_YOUR OBJECTIVE_:
Read the records below and report each line in which "backend" occurs.

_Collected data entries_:
________________________________________
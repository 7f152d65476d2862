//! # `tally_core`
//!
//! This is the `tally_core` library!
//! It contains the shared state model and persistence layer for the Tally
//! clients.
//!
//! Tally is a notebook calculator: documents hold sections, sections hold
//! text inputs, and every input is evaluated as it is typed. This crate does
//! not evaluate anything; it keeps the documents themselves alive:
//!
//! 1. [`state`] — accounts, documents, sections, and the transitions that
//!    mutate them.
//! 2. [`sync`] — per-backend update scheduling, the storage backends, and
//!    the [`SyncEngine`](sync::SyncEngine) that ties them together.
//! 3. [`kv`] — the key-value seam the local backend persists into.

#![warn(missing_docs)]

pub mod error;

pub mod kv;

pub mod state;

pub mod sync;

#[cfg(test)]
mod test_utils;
________________________________________
_EXERCISE SOLUTION_:
//! 2. [`sync`] — per-backend update scheduling, the storage backends, and
//! 3. [`kv`] — the key-value seam the local backend persists into.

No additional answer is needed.